*TASK INSTRUCTIONS*
The line containing "doc.subscribe(Arc::new(move |update: &DocUpdate|" marks the end, so write out exactly every line from the top of the entries below through that one.
========
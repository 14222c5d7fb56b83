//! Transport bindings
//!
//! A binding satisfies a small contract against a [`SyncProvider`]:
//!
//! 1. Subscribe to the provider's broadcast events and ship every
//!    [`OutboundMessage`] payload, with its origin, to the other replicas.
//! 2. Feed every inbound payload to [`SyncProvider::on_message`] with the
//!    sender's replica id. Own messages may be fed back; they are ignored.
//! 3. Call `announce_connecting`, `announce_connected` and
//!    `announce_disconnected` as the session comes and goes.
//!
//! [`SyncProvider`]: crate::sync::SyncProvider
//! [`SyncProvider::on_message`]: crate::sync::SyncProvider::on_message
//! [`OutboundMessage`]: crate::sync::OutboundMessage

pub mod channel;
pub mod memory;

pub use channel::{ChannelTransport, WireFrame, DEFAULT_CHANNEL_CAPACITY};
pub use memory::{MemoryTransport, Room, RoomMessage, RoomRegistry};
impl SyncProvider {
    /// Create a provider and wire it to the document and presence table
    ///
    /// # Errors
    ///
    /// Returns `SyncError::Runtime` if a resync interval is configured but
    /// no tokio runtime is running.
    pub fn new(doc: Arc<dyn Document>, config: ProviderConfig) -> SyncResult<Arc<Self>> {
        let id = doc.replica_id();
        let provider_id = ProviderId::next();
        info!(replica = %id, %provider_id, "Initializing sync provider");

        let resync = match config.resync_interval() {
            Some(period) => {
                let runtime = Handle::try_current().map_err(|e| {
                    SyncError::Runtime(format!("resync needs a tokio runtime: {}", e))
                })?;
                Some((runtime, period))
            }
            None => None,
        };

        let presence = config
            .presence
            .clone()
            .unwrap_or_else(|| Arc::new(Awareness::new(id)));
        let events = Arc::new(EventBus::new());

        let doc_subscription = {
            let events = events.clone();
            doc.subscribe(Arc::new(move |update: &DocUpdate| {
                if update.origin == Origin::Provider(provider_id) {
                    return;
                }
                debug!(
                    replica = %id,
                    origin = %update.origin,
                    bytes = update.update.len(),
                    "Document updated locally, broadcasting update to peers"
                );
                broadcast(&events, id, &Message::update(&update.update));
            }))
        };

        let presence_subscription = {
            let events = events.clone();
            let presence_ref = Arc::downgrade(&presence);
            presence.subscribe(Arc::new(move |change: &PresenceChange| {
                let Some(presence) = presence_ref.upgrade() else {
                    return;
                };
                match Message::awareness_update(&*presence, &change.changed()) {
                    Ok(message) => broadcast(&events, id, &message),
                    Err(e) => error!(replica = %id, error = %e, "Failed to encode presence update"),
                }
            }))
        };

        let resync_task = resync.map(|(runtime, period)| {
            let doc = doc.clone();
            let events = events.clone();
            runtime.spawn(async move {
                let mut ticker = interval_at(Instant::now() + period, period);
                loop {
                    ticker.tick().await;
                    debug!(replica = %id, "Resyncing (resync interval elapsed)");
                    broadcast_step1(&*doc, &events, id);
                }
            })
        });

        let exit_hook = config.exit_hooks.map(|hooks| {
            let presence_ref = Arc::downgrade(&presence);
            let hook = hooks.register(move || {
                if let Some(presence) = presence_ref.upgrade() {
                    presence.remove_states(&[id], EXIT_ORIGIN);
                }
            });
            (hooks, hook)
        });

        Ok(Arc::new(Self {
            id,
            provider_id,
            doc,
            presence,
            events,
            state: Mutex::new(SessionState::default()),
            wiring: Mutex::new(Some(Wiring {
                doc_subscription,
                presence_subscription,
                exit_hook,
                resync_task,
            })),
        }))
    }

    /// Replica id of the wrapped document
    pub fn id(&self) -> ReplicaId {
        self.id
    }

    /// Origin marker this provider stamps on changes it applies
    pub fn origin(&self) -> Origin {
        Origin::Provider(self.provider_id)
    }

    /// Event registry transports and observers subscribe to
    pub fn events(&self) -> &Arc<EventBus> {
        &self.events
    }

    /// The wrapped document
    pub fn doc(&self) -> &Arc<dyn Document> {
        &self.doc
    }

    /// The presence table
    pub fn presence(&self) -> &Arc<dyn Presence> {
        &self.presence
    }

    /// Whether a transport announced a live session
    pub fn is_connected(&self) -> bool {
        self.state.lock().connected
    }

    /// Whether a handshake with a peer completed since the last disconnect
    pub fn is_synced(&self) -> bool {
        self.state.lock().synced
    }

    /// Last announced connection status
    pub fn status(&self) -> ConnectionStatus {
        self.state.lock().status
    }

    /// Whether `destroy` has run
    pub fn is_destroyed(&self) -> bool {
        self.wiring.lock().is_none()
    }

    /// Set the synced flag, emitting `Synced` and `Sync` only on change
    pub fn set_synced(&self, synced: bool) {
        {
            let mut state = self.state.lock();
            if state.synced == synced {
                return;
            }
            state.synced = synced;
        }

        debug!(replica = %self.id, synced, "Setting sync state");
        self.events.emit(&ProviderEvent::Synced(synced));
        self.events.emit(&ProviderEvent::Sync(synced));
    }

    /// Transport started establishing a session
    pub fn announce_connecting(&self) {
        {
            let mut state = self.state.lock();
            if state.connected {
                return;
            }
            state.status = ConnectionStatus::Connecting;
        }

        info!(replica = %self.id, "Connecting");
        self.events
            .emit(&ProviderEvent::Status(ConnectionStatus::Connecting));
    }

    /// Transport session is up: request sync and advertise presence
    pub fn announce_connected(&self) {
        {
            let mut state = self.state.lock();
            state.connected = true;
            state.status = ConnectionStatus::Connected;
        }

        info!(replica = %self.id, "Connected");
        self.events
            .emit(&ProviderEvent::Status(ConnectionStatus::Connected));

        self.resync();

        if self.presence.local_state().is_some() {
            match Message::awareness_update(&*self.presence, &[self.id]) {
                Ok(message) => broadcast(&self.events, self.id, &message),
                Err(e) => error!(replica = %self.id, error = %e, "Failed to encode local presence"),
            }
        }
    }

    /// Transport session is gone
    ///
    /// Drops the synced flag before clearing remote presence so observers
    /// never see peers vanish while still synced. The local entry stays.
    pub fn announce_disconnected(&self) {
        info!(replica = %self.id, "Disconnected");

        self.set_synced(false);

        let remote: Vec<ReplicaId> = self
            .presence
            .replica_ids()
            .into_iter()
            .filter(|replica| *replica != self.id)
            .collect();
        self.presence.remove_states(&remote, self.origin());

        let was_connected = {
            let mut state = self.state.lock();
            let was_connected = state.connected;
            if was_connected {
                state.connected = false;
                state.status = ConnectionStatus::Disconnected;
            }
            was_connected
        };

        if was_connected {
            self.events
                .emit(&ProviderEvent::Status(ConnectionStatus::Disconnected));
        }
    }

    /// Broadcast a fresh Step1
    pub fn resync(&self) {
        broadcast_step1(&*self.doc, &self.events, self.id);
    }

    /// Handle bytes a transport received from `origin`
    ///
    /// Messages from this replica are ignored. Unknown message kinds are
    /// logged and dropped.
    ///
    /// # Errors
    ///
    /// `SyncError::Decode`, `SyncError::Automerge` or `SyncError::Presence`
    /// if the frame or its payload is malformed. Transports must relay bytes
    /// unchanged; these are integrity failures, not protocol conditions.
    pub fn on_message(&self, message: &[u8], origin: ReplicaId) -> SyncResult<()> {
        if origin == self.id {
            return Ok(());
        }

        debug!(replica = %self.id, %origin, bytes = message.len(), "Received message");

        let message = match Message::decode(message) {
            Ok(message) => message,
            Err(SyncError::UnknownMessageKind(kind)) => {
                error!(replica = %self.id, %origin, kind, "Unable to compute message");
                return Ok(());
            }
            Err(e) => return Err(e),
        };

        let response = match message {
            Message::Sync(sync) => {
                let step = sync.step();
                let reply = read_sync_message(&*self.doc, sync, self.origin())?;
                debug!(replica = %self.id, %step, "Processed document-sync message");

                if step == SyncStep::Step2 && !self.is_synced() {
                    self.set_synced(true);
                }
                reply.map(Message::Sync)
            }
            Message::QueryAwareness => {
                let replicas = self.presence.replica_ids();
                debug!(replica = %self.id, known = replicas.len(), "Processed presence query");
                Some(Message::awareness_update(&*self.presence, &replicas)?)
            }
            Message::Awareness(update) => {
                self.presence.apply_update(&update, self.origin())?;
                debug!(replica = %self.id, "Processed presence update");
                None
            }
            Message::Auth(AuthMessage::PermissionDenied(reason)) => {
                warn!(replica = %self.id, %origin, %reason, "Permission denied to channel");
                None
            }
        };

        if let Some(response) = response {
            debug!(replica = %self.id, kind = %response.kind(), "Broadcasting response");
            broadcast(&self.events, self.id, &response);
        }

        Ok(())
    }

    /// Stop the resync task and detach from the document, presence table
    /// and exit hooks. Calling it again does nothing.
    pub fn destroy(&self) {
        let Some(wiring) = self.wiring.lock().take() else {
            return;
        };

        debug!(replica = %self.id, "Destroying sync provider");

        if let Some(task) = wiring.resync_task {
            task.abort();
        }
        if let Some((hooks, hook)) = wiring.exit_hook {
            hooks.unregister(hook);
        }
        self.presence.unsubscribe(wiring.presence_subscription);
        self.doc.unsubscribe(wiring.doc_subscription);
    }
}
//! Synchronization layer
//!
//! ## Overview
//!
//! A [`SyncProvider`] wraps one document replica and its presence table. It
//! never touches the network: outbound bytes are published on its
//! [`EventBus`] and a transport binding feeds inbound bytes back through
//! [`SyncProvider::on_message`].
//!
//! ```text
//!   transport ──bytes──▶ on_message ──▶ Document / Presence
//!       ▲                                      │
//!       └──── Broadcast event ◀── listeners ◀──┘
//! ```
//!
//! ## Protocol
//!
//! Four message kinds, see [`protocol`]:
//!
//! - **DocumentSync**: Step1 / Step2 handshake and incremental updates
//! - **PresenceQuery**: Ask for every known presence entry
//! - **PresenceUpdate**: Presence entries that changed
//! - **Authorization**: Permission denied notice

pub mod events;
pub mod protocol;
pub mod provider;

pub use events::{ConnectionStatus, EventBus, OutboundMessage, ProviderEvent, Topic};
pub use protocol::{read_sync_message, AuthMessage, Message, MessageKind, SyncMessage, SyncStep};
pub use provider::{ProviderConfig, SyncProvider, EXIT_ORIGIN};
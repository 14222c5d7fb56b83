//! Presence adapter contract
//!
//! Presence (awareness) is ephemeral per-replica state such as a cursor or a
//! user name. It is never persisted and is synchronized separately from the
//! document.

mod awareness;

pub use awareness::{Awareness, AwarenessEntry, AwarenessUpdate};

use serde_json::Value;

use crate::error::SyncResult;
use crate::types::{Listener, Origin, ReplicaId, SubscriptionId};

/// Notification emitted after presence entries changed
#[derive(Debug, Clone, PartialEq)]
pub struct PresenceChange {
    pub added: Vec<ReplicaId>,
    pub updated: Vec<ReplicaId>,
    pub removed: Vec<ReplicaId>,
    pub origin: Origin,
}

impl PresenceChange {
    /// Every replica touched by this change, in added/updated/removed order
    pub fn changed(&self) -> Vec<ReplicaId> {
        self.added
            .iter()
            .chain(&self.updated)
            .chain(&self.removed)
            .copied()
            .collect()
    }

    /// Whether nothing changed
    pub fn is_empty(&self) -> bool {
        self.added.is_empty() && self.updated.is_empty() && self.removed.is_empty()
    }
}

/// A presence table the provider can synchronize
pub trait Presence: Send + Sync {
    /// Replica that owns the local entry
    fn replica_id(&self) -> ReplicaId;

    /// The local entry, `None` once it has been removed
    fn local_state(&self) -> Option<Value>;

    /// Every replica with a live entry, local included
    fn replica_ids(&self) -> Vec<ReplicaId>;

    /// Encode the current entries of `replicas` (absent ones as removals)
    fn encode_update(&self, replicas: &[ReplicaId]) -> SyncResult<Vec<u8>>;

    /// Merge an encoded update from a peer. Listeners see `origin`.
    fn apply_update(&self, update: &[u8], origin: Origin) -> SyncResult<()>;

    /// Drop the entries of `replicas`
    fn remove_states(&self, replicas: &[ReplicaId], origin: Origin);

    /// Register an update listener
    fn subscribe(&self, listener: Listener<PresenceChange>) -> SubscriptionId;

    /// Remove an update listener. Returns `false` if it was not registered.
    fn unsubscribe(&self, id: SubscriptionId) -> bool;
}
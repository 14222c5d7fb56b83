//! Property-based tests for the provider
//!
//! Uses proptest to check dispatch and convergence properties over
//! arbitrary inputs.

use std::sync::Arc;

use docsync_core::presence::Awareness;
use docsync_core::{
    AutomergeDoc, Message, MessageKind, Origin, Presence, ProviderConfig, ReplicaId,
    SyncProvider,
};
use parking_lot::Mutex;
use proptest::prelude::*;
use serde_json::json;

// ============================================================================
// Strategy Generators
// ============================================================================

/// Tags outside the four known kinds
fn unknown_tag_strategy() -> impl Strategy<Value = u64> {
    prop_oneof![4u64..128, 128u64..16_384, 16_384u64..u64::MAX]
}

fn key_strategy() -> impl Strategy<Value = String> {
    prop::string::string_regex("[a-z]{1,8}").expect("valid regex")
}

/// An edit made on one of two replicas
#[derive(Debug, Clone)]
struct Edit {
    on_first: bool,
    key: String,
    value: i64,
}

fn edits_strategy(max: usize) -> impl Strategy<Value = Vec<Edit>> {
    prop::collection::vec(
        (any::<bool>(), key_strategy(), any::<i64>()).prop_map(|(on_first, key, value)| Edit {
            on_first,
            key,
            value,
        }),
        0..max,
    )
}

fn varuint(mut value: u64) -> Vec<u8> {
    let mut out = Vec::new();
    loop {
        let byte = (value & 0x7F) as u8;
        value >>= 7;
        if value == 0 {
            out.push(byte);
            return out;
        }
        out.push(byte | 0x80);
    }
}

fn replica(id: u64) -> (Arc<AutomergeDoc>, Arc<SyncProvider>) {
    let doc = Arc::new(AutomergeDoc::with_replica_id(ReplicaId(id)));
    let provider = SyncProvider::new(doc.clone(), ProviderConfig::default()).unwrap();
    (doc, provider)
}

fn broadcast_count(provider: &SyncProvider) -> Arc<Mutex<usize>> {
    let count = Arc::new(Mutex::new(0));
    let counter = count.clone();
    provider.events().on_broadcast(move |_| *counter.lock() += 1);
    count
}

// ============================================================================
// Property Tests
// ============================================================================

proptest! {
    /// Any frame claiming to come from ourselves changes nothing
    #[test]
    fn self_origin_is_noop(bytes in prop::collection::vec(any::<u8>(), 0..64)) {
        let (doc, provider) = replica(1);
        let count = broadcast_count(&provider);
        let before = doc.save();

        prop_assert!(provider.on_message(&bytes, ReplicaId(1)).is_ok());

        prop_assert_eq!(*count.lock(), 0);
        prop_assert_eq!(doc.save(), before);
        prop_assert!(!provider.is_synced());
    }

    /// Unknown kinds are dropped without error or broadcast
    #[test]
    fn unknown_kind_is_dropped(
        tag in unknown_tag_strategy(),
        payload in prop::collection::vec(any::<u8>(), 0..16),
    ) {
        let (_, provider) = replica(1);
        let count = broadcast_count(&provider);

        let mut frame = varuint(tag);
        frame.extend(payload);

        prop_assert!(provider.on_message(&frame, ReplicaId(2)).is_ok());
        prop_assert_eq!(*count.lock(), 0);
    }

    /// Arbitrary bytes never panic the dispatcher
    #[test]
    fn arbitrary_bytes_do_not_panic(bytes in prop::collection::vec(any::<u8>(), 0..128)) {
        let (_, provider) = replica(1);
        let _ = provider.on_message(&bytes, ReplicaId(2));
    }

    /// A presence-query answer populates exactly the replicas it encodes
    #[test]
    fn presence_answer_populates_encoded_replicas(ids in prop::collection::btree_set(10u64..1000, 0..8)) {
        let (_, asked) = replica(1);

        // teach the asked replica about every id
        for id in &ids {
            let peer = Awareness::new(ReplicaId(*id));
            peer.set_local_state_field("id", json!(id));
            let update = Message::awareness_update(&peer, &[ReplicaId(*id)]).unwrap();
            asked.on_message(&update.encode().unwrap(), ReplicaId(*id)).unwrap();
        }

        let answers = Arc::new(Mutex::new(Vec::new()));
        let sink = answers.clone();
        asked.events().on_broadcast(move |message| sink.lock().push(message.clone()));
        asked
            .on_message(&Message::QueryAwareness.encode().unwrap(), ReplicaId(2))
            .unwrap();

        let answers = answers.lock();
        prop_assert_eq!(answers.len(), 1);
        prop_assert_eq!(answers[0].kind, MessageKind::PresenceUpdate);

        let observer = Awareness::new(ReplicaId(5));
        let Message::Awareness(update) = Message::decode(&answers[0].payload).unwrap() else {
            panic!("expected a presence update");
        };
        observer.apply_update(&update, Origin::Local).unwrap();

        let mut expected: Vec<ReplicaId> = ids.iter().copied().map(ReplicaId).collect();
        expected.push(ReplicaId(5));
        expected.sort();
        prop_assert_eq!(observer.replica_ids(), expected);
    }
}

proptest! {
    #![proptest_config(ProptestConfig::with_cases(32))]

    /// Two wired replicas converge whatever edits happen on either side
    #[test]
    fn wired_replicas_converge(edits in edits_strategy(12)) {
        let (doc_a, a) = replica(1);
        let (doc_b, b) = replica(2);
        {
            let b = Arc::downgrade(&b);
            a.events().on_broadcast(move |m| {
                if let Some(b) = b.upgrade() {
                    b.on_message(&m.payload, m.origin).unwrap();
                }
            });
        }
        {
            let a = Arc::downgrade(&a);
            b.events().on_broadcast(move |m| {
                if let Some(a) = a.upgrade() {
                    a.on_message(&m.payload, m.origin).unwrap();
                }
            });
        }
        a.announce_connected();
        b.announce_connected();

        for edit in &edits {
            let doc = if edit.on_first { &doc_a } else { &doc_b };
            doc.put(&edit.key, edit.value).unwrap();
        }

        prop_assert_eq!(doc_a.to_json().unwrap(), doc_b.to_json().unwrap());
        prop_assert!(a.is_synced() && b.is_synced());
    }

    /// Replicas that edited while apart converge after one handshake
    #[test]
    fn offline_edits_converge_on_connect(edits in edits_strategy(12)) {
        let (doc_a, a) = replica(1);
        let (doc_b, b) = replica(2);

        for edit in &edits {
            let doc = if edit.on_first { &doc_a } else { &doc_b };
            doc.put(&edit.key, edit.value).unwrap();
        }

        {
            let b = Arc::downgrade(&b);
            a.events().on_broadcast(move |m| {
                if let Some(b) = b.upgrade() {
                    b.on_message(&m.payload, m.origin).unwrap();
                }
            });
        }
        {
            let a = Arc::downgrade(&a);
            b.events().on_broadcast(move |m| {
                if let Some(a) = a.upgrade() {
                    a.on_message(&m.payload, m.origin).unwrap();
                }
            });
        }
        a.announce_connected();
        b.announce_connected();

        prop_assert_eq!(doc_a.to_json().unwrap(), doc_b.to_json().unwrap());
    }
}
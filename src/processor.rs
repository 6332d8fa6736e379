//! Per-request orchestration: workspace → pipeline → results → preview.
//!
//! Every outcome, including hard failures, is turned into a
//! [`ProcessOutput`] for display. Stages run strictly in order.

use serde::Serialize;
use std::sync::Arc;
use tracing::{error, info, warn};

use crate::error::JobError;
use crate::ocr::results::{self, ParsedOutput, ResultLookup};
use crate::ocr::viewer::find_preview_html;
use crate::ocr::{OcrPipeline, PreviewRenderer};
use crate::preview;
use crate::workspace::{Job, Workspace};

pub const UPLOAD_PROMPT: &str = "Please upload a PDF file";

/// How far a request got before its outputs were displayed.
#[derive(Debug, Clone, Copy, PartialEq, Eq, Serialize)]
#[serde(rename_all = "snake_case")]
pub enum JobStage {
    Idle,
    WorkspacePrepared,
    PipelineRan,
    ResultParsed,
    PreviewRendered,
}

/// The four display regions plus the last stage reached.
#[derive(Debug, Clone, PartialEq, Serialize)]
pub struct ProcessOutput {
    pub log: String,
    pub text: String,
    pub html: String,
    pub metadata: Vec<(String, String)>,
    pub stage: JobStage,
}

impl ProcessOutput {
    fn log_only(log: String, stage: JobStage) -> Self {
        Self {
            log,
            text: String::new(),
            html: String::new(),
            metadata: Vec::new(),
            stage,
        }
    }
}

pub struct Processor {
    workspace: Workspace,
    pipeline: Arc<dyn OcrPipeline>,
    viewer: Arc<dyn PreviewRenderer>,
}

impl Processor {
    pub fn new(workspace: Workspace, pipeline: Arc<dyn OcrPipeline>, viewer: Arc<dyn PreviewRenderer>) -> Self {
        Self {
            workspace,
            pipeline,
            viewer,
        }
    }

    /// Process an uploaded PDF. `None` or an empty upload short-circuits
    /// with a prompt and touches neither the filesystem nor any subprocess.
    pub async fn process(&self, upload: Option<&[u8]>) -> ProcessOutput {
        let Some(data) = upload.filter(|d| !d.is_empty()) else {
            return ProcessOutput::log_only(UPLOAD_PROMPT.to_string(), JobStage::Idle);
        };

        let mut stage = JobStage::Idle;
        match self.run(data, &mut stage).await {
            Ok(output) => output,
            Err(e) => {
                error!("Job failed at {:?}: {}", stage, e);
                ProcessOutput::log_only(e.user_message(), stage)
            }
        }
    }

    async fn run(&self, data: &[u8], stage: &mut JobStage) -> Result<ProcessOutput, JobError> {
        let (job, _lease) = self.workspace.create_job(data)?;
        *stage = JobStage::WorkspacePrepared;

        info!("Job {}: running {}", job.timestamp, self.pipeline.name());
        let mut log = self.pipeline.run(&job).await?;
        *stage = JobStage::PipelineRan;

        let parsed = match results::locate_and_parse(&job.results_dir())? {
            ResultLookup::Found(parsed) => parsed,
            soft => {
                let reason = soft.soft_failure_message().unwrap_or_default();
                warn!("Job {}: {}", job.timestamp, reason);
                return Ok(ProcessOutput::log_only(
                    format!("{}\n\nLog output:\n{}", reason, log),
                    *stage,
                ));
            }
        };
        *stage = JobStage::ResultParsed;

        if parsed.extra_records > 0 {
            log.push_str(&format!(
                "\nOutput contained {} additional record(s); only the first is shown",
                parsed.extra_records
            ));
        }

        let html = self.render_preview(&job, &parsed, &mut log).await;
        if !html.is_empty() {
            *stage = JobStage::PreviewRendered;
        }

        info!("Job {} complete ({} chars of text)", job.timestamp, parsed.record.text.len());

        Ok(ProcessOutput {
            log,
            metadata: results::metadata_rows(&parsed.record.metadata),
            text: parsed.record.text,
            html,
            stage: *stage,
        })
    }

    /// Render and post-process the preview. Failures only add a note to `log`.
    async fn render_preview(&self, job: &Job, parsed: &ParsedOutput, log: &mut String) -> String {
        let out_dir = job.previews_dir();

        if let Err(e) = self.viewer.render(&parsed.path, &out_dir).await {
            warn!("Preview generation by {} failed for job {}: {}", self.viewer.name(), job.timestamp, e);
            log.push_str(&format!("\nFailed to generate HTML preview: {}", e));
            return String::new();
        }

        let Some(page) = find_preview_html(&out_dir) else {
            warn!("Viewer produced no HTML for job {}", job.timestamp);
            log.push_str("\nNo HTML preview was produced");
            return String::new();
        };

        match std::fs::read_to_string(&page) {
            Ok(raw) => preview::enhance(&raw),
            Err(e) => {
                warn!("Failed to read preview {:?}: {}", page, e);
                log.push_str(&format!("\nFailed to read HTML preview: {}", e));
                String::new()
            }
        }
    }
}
========
*SOLVED PROBLEM*
repository 14222c5d7fb56b83
//! Transport bindings
//!
//! A binding satisfies a small contract against a [`SyncProvider`]:
//!
//! 1. Subscribe to the provider's broadcast events and ship every
//!    [`OutboundMessage`] payload, with its origin, to the other replicas.
//! 2. Feed every inbound payload to [`SyncProvider::on_message`] with the
//!    sender's replica id. Own messages may be fed back; they are ignored.
//! 3. Call `announce_connecting`, `announce_connected` and
//!    `announce_disconnected` as the session comes and goes.
//!
//! [`SyncProvider`]: crate::sync::SyncProvider
//! [`SyncProvider::on_message`]: crate::sync::SyncProvider::on_message
//! [`OutboundMessage`]: crate::sync::OutboundMessage

pub mod channel;
pub mod memory;

pub use channel::{ChannelTransport, WireFrame, DEFAULT_CHANNEL_CAPACITY};
pub use memory::{MemoryTransport, Room, RoomMessage, RoomRegistry};
impl SyncProvider {
    /// Create a provider and wire it to the document and presence table
    ///
    /// # Errors
    ///
    /// Returns `SyncError::Runtime` if a resync interval is configured but
    /// no tokio runtime is running.
    pub fn new(doc: Arc<dyn Document>, config: ProviderConfig) -> SyncResult<Arc<Self>> {
        let id = doc.replica_id();
        let provider_id = ProviderId::next();
        info!(replica = %id, %provider_id, "Initializing sync provider");

        let resync = match config.resync_interval() {
            Some(period) => {
                let runtime = Handle::try_current().map_err(|e| {
                    SyncError::Runtime(format!("resync needs a tokio runtime: {}", e))
                })?;
                Some((runtime, period))
            }
            None => None,
        };

        let presence = config
            .presence
            .clone()
            .unwrap_or_else(|| Arc::new(Awareness::new(id)));
        let events = Arc::new(EventBus::new());

        let doc_subscription = {
            let events = events.clone();
            doc.subscribe(Arc::new(move |update: &DocUpdate| {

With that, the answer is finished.